■ **Stored data**:
————
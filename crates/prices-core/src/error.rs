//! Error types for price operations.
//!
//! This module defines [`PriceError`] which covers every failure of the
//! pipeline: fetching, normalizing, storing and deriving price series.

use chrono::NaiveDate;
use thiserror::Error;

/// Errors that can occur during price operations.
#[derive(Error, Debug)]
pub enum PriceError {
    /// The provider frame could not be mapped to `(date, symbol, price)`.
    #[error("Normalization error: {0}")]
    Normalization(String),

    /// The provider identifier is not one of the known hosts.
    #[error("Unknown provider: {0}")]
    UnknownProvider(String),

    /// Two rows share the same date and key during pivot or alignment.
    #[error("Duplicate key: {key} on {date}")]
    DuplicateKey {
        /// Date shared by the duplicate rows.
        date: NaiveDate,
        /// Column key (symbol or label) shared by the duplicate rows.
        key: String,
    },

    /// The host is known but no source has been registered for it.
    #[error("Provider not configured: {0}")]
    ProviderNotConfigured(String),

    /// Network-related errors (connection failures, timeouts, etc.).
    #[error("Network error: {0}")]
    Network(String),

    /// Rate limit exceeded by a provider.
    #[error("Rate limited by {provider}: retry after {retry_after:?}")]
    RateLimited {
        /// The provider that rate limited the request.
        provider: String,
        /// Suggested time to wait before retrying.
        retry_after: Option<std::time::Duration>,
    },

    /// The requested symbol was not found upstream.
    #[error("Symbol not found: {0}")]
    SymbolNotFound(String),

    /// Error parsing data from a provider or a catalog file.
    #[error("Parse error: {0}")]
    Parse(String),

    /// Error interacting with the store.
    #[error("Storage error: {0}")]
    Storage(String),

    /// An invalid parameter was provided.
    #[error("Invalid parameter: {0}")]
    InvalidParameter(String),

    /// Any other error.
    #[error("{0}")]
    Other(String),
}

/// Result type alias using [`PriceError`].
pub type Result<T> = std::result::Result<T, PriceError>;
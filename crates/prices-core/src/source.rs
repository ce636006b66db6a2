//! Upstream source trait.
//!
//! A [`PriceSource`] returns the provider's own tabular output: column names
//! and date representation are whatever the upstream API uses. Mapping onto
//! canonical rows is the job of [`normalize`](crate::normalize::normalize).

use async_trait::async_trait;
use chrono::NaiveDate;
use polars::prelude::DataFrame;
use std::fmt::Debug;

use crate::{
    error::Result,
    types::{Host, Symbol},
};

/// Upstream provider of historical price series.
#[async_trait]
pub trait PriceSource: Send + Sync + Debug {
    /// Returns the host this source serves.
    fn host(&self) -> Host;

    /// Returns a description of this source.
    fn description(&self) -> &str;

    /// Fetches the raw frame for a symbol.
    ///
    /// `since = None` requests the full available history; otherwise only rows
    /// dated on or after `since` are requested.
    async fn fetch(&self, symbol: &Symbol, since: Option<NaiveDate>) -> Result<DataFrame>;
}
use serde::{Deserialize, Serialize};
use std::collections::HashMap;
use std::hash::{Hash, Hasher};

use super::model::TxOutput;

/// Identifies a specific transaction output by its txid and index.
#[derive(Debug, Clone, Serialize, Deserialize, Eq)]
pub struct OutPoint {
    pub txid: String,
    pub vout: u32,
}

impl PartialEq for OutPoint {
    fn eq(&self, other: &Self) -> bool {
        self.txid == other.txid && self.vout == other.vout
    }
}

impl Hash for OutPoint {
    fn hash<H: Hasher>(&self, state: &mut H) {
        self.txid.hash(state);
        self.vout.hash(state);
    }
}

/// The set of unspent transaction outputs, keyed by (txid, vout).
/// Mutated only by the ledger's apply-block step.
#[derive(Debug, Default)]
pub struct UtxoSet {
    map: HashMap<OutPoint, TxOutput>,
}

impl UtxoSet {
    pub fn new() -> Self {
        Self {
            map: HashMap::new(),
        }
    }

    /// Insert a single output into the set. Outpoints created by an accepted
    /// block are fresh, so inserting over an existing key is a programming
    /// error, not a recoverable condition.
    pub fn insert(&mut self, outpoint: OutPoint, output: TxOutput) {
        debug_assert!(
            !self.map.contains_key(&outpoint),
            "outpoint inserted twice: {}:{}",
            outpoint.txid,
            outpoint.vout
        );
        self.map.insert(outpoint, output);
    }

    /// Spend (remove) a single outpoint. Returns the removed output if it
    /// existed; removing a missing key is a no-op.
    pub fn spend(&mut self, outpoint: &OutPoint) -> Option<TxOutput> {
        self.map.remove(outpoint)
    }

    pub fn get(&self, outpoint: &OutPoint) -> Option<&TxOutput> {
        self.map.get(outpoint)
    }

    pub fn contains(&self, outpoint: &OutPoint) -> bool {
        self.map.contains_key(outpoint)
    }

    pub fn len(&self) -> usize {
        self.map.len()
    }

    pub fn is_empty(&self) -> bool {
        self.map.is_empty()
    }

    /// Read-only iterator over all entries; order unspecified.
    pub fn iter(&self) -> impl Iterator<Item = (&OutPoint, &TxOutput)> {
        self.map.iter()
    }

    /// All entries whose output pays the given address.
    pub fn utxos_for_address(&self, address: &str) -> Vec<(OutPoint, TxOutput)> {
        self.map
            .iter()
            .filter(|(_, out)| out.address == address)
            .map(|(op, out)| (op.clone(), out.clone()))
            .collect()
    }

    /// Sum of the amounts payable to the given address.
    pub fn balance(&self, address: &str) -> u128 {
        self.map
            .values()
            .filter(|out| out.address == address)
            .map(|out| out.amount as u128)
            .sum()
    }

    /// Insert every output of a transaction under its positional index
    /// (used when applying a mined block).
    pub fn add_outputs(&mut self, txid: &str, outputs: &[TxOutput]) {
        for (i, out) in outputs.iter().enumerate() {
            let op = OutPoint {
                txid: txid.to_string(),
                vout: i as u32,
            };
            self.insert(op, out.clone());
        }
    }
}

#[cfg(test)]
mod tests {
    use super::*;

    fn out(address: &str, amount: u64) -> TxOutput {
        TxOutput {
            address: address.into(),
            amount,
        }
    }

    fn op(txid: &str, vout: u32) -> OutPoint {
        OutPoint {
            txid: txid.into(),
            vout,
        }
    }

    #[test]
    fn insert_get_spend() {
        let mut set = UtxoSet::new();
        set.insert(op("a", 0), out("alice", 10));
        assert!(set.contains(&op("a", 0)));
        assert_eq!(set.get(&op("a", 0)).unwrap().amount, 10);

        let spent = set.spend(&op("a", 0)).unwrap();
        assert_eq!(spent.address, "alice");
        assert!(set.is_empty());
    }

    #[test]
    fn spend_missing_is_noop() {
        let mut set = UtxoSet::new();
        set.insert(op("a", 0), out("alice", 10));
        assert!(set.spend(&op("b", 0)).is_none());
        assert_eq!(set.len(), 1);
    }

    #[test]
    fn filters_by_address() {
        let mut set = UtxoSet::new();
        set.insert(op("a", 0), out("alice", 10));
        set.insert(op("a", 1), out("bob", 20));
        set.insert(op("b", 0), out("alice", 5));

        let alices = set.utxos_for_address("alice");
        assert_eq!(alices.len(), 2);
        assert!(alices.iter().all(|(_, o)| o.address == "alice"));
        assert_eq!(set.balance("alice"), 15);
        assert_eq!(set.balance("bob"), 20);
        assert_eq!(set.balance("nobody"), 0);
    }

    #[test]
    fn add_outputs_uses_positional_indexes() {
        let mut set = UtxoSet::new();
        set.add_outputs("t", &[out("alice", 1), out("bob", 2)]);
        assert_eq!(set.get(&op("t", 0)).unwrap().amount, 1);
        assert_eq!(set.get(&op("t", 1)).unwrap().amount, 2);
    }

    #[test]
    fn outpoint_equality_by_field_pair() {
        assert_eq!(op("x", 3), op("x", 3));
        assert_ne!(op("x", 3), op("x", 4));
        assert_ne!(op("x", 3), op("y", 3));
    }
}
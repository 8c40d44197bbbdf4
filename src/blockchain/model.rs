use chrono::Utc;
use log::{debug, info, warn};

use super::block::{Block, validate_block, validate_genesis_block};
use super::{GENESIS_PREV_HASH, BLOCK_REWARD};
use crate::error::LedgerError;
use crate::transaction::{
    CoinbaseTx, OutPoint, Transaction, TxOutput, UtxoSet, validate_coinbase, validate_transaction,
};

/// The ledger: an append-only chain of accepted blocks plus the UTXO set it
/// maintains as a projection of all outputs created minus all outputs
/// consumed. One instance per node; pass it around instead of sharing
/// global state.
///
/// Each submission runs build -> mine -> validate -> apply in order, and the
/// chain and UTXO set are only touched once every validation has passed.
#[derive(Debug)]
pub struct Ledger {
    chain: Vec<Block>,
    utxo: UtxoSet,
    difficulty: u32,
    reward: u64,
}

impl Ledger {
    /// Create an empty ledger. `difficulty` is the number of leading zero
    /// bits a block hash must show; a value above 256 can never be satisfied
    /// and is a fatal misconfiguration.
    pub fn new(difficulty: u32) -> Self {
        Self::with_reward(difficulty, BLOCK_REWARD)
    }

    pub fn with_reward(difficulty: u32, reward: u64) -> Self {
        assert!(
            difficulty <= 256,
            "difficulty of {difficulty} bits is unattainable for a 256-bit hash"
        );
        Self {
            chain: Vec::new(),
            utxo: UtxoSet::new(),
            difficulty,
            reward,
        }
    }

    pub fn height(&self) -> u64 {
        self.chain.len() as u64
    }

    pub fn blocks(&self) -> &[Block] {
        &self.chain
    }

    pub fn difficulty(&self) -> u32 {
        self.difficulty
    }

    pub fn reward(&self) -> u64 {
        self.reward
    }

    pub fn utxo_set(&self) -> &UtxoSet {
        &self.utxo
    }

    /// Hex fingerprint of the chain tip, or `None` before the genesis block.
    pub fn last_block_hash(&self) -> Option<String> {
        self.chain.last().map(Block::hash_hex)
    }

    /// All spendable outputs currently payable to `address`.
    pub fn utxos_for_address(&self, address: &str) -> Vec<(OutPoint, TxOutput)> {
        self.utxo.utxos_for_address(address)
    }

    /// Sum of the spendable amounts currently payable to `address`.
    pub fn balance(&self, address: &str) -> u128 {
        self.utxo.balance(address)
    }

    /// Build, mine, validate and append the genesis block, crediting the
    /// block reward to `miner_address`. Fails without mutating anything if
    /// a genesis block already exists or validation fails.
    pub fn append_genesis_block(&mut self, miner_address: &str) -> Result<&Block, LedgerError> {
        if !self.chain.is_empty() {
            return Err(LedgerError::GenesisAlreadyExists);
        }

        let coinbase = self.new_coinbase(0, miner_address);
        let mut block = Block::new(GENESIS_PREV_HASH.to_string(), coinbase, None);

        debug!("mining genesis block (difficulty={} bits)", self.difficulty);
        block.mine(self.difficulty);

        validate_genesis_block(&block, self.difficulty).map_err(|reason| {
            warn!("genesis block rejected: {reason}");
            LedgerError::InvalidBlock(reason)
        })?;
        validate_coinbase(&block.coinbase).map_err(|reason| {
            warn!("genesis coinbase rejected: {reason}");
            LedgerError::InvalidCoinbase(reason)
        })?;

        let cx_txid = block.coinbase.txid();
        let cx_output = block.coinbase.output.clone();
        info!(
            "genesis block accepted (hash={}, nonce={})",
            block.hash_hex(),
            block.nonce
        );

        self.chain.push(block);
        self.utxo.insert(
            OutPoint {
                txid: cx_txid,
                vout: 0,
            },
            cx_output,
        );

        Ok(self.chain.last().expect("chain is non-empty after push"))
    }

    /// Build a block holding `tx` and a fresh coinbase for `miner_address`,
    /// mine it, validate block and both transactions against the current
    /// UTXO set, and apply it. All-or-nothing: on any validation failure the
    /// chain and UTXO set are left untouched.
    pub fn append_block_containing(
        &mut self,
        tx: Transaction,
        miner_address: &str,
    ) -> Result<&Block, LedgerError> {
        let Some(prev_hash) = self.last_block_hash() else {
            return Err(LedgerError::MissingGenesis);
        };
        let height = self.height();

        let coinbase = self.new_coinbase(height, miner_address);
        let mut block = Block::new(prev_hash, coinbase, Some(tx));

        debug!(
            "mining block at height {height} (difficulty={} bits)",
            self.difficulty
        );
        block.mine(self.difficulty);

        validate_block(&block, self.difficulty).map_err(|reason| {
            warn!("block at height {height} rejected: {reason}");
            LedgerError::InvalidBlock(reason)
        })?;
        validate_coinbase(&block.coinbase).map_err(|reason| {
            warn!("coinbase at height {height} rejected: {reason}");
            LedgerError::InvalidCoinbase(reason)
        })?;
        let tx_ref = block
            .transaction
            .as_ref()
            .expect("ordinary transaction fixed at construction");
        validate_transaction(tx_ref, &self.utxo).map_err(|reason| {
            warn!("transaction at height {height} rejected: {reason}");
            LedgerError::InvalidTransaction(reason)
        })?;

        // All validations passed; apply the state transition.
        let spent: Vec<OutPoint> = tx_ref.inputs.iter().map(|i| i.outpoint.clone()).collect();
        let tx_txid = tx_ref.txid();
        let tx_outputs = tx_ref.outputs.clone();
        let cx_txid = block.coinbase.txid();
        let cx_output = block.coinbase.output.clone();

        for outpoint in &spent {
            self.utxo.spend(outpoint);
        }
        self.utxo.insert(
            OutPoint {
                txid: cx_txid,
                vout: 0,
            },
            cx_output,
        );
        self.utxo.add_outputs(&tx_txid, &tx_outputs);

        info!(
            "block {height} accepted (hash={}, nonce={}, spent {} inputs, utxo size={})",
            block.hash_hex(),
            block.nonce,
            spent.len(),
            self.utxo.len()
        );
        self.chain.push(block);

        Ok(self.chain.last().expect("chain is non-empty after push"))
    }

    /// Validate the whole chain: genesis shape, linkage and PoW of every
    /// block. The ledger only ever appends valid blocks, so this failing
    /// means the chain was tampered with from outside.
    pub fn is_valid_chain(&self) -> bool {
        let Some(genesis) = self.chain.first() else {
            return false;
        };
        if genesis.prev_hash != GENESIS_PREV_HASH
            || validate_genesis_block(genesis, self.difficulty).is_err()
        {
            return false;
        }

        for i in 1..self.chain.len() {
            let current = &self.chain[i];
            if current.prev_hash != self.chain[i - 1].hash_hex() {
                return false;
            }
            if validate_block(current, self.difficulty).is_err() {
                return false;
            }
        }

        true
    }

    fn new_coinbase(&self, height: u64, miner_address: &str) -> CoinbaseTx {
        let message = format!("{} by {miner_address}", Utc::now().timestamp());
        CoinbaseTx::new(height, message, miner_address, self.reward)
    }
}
————
■ **ACTIVITY**:
What are the lines above, starting at the one with "fn host(&self) -> Host;" and ending at the one with "impl PartialEq for"? Give them again exactly, and only them.

■ **TASK ANSWER**:
    fn host(&self) -> Host;

    /// Returns a description of this source.
    fn description(&self) -> &str;

    /// Fetches the raw frame for a symbol.
    ///
    /// `since = None` requests the full available history; otherwise only rows
    /// dated on or after `since` are requested.
    async fn fetch(&self, symbol: &Symbol, since: Option<NaiveDate>) -> Result<DataFrame>;
}
use serde::{Deserialize, Serialize};
use std::collections::HashMap;
use std::hash::{Hash, Hasher};

use super::model::TxOutput;

/// Identifies a specific transaction output by its txid and index.
#[derive(Debug, Clone, Serialize, Deserialize, Eq)]
pub struct OutPoint {
    pub txid: String,
    pub vout: u32,
}

impl PartialEq for OutPoint {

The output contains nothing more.